Le tre novità, auto più piccole, mappa motore e aerodinamica attiva, saranno importanti per un GP di Monaco più entusiasmante e con più azione in pista. La Federazione sta facendo il possibile per rendere divertente per gli spettatori l'appuntamento più storico della Formula 1. Inoltre, l'obbligo delle due soste imposto per il 2025 non sarà presente per quest'anno vista l'inutilità palesatasi lo scorso anno. Ultima ciliegina sulla torta che fa capire agli appassionati che Monaco resterà nel campionato e si farà di tutto per rendere la gara più entusiasmante.

Nuove vetture, stesse attenzioni tra i muretti del Principato
L'ottantatreesima edizione del GP di Monaco avrà comunque un aspetto in comune con tutte le precedenti: la difficoltà intrinseca del tracciato. Le vie di fuga non esistono e la carreggiata è molto stretta, dal primo anno all'ultimo Montecarlo è stato il circuito che penalizza maggiormente gli errori. Anche a Montréal il margine si sbaglio è molto ridotto, ma Monaco porta il livello di concentrazione alle stelle. Anche se le vetture sono più piccole, la facilità nel commettere errori resta, soprattutto nella ricerca di un ipotetico sorpasso.

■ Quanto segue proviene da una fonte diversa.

// Copyright 2025 Kirky.X
//
// Licensed under the Apache License, Version 2.0 (the "License");
// you may not use this file except in compliance with the License.
// You may obtain a copy of the License at
//
//     http://www.apache.org/licenses/LICENSE-2.0
//
// Unless required by applicable law or agreed to in writing, software
// distributed under the License is distributed on an "AS IS" BASIS,
// WITHOUT WARRANTIES OR CONDITIONS OF ANY KIND, either express or implied.
// See the License for the specific language governing permissions and
// limitations under the License.

use config::{Config, ConfigError, Environment, File};
use serde::Deserialize;
use std::time::Duration;

/// 应用程序配置设置
///
/// 包含队列、文档存储、抓取和指标等所有配置项。
/// 启动时读取一次，随后作为显式参数传递给各组件的构造函数。
#[derive(Debug, Clone, Deserialize)]
pub struct Settings {
    /// Redis队列配置
    pub redis: RedisSettings,
    /// 数据库配置
    pub database: DatabaseSettings,
    /// 抓取配置
    pub scraping: ScrapingSettings,
    /// 指标配置
    pub metrics: MetricsSettings,
}

/// 数据库配置设置
#[derive(Debug, Clone, Deserialize)]
pub struct DatabaseSettings {
    /// 数据库连接URL
    pub url: String,
    /// 最大连接数
    pub max_connections: Option<u32>,
    /// 最小连接数
    pub min_connections: Option<u32>,
    /// 连接超时时间（秒）
    pub connect_timeout: Option<u64>,
    /// 空闲连接超时时间（秒）
    pub idle_timeout: Option<u64>,
    /// 启动时的连接尝试次数
    pub connect_attempts: u32,
    /// 首次连接重试前的等待时间（毫秒），之后每次翻倍
    pub connect_retry_delay_ms: u64,
}

/// Redis配置设置
#[derive(Debug, Clone, Deserialize)]
pub struct RedisSettings {
    /// Redis连接URL
    pub url: String,
    /// 任务列表的键名
    pub queue_name: String,
    /// 阻塞出队的最长等待时间（秒）
    pub pop_timeout_secs: u64,
}

/// 抓取配置设置
#[derive(Debug, Clone, Deserialize)]
pub struct ScrapingSettings {
    /// 单次请求超时时间（秒）
    pub timeout_secs: u64,
    /// 每个URL的最大尝试次数
    pub max_retries: u32,
    /// 重试之间的基础间隔（秒），第N次失败后等待 N 倍
    pub delay_between_requests: f64,
    /// 请求使用的User-Agent
    pub user_agent: String,
}

/// 指标配置设置
#[derive(Debug, Clone, Deserialize)]
pub struct MetricsSettings {
    /// 是否启动Prometheus导出器
    pub enabled: bool,
    /// 导出器监听地址
    pub listen_addr: String,
}

/// 默认的客户端标识
pub const DEFAULT_USER_AGENT: &str = "Mozilla/5.0 (Windows NT 10.0; Win64; x64) AppleWebKit/537.36 (KHTML, like Gecko) Chrome/91.0.4472.124 Safari/537.36";

impl Settings {
    /// 创建新的配置实例
    ///
    /// 依次叠加默认值、`config/default`、`config/{HARVESTR_ENVIRONMENT}`
    /// 以及 `HARVESTR__` 前缀的环境变量
    ///
    /// # Returns
    ///
    /// * `Ok(Settings)` - 成功加载的配置
    /// * `Err(ConfigError)` - 配置加载失败
    pub fn new() -> Result<Self, ConfigError> {
        let env = std::env::var("HARVESTR_ENVIRONMENT").unwrap_or_else(|_| "default".to_string());
        let builder = Self::with_defaults(Config::builder())?
            .add_source(File::with_name("config/default").required(false))
            .add_source(File::with_name(&format!("config/{}", env)).required(false))
            .add_source(Environment::with_prefix("HARVESTR").separator("__"));

        Self::from_builder(builder)
    }

    /// 由配置构建器生成并校验设置
    pub fn from_builder(
        builder: config::ConfigBuilder<config::builder::DefaultState>,
    ) -> Result<Self, ConfigError> {
        let settings: Settings = builder.build()?.try_deserialize()?;
        settings.validate()?;
        Ok(settings)
    }

    fn validate(&self) -> Result<(), ConfigError> {
        // BRPOP treats a zero timeout as "block forever"
        if self.redis.pop_timeout_secs == 0 {
            return Err(ConfigError::Message(
                "redis.pop_timeout_secs must be at least 1".to_string(),
            ));
        }
        let delay = self.scraping.delay_between_requests;
        if Duration::try_from_secs_f64(delay.max(0.0)).is_err() {
            return Err(ConfigError::Message(format!(
                "scraping.delay_between_requests is not a usable duration: {delay}"
            )));
        }
        Ok(())
    }

    fn with_defaults(
        builder: config::ConfigBuilder<config::builder::DefaultState>,
    ) -> Result<config::ConfigBuilder<config::builder::DefaultState>, ConfigError> {
        builder
            // Queue
            .set_default("redis.url", "redis://127.0.0.1:6379")?
            .set_default("redis.queue_name", "articles_queue")?
            .set_default("redis.pop_timeout_secs", 5)?
            // Document store
            .set_default("database.url", "sqlite://harvestr.db?mode=rwc")?
            .set_default("database.connect_timeout", 5)?
            .set_default("database.connect_attempts", 5)?
            .set_default("database.connect_retry_delay_ms", 1000)?
            // Scraping
            .set_default("scraping.timeout_secs", 30)?
            .set_default("scraping.max_retries", 3)?
            .set_default("scraping.delay_between_requests", 1.0)?
            .set_default("scraping.user_agent", DEFAULT_USER_AGENT)?
            // Metrics
            .set_default("metrics.enabled", false)?
            .set_default("metrics.listen_addr", "0.0.0.0:9000")
    }
}

impl RedisSettings {
    pub fn pop_timeout(&self) -> Duration {
        Duration::from_secs(self.pop_timeout_secs.max(1))
    }
}

impl ScrapingSettings {
    pub fn timeout(&self) -> Duration {
        Duration::from_secs(self.timeout_secs)
    }

    /// 重试基础间隔，负值按零处理
    pub fn base_delay(&self) -> Duration {
        Duration::try_from_secs_f64(self.delay_between_requests.max(0.0)).unwrap_or(Duration::MAX)
    }
}

#[cfg(test)]
#[path = "settings_test.rs"]
mod tests;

Quindi, nonostante i presupposti per una gara più animata ci siano tutti, la qualifica resta la parte più importante del weekend e, probabilmente, a Monaco, sarà così per sempre. La mancanza di pioggia toglie alcune difficoltà, ma le maggiori possibilità di attacco rendono il prossimo gran premio di Montecarlo tra i più imprevedibili degli ultimi anni.